▶ [Given records]
============================================================

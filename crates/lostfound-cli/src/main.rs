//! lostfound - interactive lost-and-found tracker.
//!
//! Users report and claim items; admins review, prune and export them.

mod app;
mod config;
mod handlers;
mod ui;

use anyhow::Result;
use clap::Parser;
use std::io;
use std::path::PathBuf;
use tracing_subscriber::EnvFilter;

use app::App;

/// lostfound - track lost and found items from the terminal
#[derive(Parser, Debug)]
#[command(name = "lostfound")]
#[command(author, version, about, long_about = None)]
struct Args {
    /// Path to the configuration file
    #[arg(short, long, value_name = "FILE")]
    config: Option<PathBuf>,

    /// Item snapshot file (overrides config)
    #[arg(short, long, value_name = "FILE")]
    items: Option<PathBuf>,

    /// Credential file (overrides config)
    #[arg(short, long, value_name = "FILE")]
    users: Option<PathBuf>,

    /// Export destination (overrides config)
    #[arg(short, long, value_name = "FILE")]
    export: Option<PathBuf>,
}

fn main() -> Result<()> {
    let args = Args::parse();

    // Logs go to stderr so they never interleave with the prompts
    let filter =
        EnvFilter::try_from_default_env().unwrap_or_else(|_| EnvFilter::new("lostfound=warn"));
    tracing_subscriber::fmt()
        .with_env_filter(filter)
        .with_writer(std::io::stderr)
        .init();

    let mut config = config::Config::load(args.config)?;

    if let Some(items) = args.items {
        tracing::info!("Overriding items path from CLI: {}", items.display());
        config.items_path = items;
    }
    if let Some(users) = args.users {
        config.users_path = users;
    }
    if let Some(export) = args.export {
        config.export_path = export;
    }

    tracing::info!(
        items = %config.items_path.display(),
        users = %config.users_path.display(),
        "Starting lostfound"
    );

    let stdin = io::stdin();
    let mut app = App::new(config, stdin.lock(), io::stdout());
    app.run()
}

============================================================

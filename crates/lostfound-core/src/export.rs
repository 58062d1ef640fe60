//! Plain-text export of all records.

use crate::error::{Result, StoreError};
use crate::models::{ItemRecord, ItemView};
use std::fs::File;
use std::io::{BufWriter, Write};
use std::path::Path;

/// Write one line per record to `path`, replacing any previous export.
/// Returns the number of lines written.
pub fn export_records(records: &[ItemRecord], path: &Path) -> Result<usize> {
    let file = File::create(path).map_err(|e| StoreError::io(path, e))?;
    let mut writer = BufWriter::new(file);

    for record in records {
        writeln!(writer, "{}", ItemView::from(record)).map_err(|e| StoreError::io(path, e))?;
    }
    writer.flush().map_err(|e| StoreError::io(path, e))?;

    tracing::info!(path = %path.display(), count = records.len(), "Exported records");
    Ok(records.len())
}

============================================================

▶ [What is expected] Copy all lines from the material that contain "main".

▶ [Answer section]
filename crates/lostfound-cli/src/main.rs
fn main() -> Result<()> {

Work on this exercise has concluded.